Your goal —
Tally up the lines in the material where the word "WatchActivity" appears, then give the total and nothing else.

Records shown —

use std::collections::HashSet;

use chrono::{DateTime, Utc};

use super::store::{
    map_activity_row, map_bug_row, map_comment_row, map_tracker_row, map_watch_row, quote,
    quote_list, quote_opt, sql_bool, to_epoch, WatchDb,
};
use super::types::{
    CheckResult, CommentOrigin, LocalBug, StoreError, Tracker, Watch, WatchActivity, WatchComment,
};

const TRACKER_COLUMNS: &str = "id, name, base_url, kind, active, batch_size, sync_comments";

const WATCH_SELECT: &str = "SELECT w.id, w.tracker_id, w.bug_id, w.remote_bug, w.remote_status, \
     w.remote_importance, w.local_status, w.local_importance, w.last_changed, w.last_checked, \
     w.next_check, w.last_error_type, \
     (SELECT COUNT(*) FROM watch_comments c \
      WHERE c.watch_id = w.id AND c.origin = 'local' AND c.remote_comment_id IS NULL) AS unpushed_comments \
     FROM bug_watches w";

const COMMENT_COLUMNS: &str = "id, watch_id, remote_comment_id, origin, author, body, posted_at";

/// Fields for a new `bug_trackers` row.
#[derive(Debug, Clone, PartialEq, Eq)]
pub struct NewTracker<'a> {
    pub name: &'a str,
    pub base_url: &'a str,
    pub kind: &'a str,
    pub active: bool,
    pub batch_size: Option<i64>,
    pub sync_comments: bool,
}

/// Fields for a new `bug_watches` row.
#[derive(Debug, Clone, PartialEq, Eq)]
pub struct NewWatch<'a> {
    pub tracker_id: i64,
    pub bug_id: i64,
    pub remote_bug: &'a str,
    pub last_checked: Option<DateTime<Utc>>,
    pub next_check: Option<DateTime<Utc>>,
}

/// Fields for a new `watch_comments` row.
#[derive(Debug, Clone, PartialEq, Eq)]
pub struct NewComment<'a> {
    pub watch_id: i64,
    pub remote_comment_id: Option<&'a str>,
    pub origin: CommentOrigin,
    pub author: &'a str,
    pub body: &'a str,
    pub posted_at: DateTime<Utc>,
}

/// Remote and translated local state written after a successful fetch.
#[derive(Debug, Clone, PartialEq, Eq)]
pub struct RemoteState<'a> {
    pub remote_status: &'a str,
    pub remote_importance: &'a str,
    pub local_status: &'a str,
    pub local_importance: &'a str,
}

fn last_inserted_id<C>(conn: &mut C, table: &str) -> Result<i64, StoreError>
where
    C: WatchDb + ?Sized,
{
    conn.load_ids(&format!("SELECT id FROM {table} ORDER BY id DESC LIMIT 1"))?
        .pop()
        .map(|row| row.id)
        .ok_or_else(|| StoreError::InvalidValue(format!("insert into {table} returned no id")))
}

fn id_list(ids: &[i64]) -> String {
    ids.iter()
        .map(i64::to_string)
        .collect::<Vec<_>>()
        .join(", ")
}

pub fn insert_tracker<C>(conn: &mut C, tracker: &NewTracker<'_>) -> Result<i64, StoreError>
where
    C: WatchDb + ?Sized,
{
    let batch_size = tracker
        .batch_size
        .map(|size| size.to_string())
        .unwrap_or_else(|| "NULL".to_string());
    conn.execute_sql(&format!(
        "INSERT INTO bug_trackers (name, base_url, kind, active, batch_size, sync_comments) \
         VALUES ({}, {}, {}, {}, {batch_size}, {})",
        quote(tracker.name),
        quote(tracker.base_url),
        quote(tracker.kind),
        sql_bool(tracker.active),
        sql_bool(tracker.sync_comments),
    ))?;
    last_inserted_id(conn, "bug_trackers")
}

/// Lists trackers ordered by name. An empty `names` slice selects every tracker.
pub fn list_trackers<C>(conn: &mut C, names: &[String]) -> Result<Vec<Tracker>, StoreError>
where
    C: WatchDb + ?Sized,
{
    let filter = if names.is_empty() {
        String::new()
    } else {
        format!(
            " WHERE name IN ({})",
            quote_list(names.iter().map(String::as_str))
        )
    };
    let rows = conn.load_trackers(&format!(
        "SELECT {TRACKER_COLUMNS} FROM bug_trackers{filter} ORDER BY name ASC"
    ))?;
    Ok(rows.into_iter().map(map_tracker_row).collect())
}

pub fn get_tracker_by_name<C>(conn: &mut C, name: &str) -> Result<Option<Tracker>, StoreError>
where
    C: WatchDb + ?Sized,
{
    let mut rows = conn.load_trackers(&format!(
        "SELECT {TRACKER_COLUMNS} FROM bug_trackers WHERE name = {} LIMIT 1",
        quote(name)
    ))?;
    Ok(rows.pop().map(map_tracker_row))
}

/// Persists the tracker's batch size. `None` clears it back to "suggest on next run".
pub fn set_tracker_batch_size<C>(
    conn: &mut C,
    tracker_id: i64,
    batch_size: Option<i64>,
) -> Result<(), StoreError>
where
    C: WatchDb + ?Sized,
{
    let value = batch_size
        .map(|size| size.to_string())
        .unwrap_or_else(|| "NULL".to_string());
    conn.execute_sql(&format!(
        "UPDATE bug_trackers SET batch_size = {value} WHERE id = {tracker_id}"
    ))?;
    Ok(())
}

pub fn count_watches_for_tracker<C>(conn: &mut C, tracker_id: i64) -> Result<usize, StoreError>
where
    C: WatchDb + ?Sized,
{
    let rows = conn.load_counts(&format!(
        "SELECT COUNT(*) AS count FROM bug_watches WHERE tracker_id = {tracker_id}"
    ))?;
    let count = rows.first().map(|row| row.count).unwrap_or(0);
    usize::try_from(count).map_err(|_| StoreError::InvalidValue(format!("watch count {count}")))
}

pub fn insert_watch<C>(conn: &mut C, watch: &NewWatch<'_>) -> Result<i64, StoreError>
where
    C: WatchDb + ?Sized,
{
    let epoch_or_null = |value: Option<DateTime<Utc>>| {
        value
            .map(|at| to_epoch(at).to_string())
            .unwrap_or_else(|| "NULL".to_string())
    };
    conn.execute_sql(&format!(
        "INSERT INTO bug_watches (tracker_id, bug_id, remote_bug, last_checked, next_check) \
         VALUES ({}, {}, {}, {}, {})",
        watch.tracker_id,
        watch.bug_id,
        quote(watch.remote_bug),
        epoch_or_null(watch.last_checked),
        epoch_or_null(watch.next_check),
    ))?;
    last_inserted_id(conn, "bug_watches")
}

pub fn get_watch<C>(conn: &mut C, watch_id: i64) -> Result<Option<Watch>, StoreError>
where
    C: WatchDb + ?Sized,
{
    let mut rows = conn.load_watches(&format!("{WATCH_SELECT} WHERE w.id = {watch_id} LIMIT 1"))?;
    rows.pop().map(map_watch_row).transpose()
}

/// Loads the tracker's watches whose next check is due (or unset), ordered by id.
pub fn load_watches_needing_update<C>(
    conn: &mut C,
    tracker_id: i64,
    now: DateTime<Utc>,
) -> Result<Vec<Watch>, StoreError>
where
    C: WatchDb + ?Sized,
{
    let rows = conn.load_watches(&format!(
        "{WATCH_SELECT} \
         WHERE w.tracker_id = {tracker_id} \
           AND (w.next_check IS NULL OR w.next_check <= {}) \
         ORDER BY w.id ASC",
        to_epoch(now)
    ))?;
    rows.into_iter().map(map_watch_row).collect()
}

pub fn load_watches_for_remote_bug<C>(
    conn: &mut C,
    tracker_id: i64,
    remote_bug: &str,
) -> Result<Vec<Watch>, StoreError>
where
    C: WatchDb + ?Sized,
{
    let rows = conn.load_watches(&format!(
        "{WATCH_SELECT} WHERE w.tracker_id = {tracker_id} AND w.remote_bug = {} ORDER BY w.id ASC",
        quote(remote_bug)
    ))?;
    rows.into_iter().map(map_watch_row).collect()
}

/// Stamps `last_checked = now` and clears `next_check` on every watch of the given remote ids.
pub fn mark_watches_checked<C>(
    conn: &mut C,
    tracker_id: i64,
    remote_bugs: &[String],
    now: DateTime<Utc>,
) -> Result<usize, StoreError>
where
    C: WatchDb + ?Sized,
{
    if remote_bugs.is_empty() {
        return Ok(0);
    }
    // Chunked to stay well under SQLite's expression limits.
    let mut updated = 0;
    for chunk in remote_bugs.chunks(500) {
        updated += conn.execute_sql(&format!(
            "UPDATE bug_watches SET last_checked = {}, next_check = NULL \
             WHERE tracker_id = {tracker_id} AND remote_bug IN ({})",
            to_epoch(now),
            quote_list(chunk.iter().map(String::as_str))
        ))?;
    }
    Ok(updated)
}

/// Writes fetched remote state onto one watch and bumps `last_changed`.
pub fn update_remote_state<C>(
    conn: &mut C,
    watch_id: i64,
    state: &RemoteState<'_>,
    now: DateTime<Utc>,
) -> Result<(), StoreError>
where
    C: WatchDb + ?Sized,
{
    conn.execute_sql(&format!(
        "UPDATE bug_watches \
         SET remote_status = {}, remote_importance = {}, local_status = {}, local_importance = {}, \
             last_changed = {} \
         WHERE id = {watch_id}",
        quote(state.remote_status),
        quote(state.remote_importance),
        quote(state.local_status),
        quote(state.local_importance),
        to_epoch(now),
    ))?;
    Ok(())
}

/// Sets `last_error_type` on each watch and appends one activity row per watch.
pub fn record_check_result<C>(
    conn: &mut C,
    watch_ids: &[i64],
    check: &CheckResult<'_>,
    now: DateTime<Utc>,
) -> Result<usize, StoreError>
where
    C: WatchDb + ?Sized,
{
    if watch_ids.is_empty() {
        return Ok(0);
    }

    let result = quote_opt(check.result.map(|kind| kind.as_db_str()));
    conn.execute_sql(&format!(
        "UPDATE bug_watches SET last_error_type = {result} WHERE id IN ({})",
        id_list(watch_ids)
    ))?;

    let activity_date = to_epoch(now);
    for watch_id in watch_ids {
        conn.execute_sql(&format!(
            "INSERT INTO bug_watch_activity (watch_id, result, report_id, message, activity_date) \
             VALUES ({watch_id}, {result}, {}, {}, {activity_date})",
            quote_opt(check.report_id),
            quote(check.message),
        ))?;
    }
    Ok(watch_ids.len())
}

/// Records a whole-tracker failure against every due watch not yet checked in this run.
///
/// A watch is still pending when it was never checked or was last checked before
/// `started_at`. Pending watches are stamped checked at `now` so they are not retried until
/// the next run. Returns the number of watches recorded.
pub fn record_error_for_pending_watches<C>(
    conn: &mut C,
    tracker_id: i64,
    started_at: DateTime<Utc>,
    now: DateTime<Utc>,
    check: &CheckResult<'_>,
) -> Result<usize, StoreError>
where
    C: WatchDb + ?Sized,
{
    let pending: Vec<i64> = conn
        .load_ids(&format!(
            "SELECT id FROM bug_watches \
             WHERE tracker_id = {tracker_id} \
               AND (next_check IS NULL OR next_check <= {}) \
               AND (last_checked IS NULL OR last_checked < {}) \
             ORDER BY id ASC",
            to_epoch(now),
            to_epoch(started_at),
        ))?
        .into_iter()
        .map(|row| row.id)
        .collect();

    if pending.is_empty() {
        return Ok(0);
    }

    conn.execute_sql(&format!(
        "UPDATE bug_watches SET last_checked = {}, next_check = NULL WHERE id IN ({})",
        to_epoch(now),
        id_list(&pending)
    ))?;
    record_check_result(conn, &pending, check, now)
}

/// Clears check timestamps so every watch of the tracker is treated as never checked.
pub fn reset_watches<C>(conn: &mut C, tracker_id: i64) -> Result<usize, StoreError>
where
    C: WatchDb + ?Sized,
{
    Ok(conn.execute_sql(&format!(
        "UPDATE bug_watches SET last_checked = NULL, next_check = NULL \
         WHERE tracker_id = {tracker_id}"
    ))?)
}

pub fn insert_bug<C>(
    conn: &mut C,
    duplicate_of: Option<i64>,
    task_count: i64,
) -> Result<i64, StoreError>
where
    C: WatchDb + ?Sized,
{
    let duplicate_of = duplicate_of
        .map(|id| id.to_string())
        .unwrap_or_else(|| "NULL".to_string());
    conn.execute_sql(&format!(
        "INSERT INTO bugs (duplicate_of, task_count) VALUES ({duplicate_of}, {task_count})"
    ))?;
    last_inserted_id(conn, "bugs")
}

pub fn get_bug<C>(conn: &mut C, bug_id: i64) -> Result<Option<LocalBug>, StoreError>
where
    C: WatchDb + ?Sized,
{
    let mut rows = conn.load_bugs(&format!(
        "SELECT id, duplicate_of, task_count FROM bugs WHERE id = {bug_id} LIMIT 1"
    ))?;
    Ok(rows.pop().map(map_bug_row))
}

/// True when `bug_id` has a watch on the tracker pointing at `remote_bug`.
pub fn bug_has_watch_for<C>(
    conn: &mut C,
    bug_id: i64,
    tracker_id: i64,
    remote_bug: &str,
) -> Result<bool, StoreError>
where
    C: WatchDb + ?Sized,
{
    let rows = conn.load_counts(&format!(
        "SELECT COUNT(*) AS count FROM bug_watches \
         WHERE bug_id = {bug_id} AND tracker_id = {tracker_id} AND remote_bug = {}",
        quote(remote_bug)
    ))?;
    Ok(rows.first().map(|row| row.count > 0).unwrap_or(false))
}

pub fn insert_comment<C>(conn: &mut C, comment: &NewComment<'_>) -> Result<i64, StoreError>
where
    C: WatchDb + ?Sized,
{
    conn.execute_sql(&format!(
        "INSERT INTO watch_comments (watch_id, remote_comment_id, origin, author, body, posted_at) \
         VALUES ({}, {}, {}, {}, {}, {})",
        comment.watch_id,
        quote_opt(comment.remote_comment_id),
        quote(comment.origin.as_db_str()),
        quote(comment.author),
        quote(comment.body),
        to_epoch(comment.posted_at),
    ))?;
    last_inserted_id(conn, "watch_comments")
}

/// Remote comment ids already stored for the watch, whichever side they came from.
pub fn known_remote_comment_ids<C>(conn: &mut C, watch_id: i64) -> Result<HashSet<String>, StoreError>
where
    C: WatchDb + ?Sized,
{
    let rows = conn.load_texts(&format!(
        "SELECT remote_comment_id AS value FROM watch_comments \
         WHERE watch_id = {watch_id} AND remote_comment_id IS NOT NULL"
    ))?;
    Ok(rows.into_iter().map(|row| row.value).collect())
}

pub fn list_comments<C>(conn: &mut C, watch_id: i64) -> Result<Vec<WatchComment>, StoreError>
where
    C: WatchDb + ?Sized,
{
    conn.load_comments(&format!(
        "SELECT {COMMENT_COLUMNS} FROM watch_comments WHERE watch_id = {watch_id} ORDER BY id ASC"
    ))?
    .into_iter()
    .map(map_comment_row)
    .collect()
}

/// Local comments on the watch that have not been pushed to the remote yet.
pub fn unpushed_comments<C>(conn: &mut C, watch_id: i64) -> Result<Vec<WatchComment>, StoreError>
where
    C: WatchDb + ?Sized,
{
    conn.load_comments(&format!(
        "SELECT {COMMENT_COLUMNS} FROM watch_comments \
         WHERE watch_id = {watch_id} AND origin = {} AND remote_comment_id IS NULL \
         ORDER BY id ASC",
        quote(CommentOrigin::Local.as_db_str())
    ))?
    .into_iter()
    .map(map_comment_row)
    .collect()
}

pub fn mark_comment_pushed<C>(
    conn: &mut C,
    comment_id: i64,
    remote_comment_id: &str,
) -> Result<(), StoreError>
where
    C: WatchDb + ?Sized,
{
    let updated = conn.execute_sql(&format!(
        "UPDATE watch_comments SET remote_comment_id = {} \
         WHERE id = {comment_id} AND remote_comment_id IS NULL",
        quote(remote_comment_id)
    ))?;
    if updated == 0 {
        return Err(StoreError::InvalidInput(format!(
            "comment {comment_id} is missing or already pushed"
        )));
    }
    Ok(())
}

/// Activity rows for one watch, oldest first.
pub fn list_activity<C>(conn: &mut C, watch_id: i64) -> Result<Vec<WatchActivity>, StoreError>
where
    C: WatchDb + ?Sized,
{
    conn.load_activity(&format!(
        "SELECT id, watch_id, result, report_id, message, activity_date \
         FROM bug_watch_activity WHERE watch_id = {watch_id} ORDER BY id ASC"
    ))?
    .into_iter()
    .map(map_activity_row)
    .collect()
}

...

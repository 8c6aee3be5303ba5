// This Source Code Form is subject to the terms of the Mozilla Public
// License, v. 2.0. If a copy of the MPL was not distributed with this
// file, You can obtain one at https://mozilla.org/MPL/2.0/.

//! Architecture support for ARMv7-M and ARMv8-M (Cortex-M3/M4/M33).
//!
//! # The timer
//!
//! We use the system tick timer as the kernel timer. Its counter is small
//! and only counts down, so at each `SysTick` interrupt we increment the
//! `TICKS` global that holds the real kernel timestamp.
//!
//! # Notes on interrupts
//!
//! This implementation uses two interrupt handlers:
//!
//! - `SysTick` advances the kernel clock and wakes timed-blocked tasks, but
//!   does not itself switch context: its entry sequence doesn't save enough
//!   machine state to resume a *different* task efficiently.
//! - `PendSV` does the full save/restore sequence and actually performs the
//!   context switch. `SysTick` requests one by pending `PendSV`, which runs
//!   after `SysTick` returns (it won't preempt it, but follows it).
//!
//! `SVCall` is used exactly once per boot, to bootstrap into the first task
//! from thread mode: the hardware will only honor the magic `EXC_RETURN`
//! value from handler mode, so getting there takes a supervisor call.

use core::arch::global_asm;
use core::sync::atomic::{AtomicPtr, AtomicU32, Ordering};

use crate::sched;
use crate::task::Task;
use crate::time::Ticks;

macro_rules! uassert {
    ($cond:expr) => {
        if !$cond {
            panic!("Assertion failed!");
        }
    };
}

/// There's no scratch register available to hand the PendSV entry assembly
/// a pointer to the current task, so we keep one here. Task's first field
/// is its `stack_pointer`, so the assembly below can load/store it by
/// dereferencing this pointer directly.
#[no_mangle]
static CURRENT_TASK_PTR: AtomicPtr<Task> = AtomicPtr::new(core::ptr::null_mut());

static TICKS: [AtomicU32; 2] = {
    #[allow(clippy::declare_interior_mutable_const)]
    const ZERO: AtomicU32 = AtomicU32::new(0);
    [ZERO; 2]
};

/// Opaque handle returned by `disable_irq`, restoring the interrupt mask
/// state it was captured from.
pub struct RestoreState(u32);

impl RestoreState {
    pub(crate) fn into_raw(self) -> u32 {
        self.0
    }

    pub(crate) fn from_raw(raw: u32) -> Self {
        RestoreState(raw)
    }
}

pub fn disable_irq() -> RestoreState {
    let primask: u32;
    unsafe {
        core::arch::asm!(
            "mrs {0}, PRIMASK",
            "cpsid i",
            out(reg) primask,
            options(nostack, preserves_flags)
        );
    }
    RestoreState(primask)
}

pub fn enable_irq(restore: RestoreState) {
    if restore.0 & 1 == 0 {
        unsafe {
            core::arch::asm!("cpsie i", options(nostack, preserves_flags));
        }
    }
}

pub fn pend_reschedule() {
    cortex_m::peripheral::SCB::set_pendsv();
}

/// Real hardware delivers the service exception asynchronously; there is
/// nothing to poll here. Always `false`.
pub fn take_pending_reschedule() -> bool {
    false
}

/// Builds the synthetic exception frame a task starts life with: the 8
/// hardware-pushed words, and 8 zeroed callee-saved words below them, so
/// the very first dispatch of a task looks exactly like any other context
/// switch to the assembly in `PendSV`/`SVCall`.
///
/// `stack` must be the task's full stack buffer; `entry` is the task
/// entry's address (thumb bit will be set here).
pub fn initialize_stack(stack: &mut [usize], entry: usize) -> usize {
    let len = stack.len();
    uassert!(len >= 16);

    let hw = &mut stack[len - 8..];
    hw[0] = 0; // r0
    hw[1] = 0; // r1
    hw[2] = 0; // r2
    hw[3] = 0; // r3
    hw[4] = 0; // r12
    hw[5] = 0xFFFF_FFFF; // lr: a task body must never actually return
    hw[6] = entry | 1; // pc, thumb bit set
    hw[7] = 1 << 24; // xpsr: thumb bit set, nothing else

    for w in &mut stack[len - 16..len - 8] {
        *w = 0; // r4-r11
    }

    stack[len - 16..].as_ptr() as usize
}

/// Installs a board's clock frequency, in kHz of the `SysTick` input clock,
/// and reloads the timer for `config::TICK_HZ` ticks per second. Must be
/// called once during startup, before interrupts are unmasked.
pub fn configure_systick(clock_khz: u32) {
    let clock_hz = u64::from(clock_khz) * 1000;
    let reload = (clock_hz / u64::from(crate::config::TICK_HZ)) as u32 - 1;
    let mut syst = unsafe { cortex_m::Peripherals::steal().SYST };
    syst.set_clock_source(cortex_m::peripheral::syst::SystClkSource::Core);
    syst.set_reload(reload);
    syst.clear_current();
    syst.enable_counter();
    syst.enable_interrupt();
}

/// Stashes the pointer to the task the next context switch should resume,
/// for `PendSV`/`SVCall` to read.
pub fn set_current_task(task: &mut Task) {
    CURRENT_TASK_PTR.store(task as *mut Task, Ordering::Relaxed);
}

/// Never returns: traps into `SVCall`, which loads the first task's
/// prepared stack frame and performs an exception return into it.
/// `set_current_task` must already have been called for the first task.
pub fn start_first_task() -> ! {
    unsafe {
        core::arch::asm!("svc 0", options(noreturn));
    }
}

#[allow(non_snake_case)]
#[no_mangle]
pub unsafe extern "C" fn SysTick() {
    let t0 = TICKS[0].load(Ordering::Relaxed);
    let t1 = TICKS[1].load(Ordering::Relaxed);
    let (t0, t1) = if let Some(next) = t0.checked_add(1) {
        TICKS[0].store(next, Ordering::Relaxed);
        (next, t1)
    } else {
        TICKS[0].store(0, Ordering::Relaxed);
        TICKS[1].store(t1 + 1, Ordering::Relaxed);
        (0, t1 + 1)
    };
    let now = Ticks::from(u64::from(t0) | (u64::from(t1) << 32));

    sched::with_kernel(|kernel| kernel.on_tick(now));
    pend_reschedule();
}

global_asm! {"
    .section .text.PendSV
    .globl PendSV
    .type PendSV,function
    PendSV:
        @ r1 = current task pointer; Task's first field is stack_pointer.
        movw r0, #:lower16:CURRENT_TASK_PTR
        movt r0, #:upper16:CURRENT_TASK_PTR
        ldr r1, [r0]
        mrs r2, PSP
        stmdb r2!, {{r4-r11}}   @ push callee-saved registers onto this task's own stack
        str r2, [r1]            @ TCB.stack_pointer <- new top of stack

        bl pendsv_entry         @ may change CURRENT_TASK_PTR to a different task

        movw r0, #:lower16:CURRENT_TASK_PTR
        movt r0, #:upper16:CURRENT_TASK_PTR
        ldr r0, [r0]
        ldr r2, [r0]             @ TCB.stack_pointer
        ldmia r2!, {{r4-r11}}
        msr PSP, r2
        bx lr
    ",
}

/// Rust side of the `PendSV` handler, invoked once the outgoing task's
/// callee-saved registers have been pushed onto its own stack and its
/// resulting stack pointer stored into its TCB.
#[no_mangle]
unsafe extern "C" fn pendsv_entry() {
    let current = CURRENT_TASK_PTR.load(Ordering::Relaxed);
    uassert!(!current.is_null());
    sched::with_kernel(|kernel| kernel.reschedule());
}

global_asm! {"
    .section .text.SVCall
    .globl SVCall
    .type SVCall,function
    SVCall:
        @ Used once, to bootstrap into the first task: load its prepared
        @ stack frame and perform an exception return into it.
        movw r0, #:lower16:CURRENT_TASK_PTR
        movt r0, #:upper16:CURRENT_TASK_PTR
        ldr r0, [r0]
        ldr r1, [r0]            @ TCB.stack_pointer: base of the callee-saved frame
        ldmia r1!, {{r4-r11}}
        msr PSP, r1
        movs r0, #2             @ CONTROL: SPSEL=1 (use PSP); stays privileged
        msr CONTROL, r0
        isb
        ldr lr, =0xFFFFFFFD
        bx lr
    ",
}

Answer space —
2